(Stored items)
Start of Block

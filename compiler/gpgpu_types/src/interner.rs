//! Struct shape interning.
//!
//! A struct is identified by its body text: `{T a;\nU b;}` with fields sorted
//! by name. Equal bodies map to one `GenClass<N>` name.

use std::sync::Arc;

use parking_lot::Mutex;
use rustc_hash::FxHashMap;

#[derive(Default, Debug)]
struct StructTable {
    /// Body text to struct name.
    by_body: FxHashMap<String, String>,
    /// `(body, name)` in first-seen order.
    entries: Vec<(String, String)>,
}

impl StructTable {
    fn intern(&mut self, signature: &mut [(String, String)]) -> (String, bool) {
        signature.sort_by(|a, b| a.1.cmp(&b.1));
        let fields: Vec<String> = signature
            .iter()
            .map(|(ty, field)| format!("{ty} {field};"))
            .collect();
        let body = format!("{{{}}}", fields.join("\n"));

        if let Some(name) = self.by_body.get(&body) {
            return (name.clone(), false);
        }
        let name = format!("GenClass{}", self.entries.len());
        self.by_body.insert(body.clone(), name.clone());
        self.entries.push((body, name.clone()));
        (name, true)
    }
}

/// Mutex-guarded struct table that can be shared between translations.
///
/// Cloning yields another handle to the same table. A fresh handle per
/// translation keeps struct names translation-local.
#[derive(Clone, Default, Debug)]
pub struct SharedStructInterner(Arc<Mutex<StructTable>>);

impl SharedStructInterner {
    pub fn new() -> Self {
        Self::default()
    }

    /// Intern a `(field type text, field name)` signature in any order.
    pub fn intern(&self, mut signature: Vec<(String, String)>) -> String {
        let (name, fresh) = self.0.lock().intern(&mut signature);
        if fresh {
            tracing::debug!(%name, fields = signature.len(), "interned struct");
        }
        name
    }

    /// `typedef` text for every struct accepted by `include`, in first-seen order.
    pub fn definitions(&self, include: impl Fn(&str) -> bool) -> String {
        let table = self.0.lock();
        table
            .entries
            .iter()
            .filter(|(_, name)| include(name))
            .map(|(body, name)| format!("typedef struct {body} {name};"))
            .collect::<Vec<_>>()
            .join("\n\n")
    }

    /// Number of distinct structs interned so far.
    pub fn count(&self) -> usize {
        self.0.lock().entries.len()
    }
}

#[cfg(test)]
mod tests;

End of Block

▸ **Task description**
Reproduce all of the entries above verbatim.

▸ **Written answer**
filename compiler/gpgpu_types/src/interner.rs
//! Struct shape interning.
//!
//! A struct is identified by its body text: `{T a;\nU b;}` with fields sorted
//! by name. Equal bodies map to one `GenClass<N>` name.

use std::sync::Arc;

use parking_lot::Mutex;
use rustc_hash::FxHashMap;

#[derive(Default, Debug)]
struct StructTable {
    /// Body text to struct name.
    by_body: FxHashMap<String, String>,
    /// `(body, name)` in first-seen order.
    entries: Vec<(String, String)>,
}

impl StructTable {
    fn intern(&mut self, signature: &mut [(String, String)]) -> (String, bool) {
        signature.sort_by(|a, b| a.1.cmp(&b.1));
        let fields: Vec<String> = signature
            .iter()
            .map(|(ty, field)| format!("{ty} {field};"))
            .collect();
        let body = format!("{{{}}}", fields.join("\n"));

        if let Some(name) = self.by_body.get(&body) {
            return (name.clone(), false);
        }
        let name = format!("GenClass{}", self.entries.len());
        self.by_body.insert(body.clone(), name.clone());
        self.entries.push((body, name.clone()));
        (name, true)
    }
}

/// Mutex-guarded struct table that can be shared between translations.
///
/// Cloning yields another handle to the same table. A fresh handle per
/// translation keeps struct names translation-local.
#[derive(Clone, Default, Debug)]
pub struct SharedStructInterner(Arc<Mutex<StructTable>>);

impl SharedStructInterner {
    pub fn new() -> Self {
        Self::default()
    }

    /// Intern a `(field type text, field name)` signature in any order.
    pub fn intern(&self, mut signature: Vec<(String, String)>) -> String {
        let (name, fresh) = self.0.lock().intern(&mut signature);
        if fresh {
            tracing::debug!(%name, fields = signature.len(), "interned struct");
        }
        name
    }

    /// `typedef` text for every struct accepted by `include`, in first-seen order.
    pub fn definitions(&self, include: impl Fn(&str) -> bool) -> String {
        let table = self.0.lock();
        table
            .entries
            .iter()
            .filter(|(_, name)| include(name))
            .map(|(body, name)| format!("typedef struct {body} {name};"))
            .collect::<Vec<_>>()
            .join("\n\n")
    }

    /// Number of distinct structs interned so far.
    pub fn count(&self) -> usize {
        self.0.lock().entries.len()
    }
}

#[cfg(test)]
mod tests;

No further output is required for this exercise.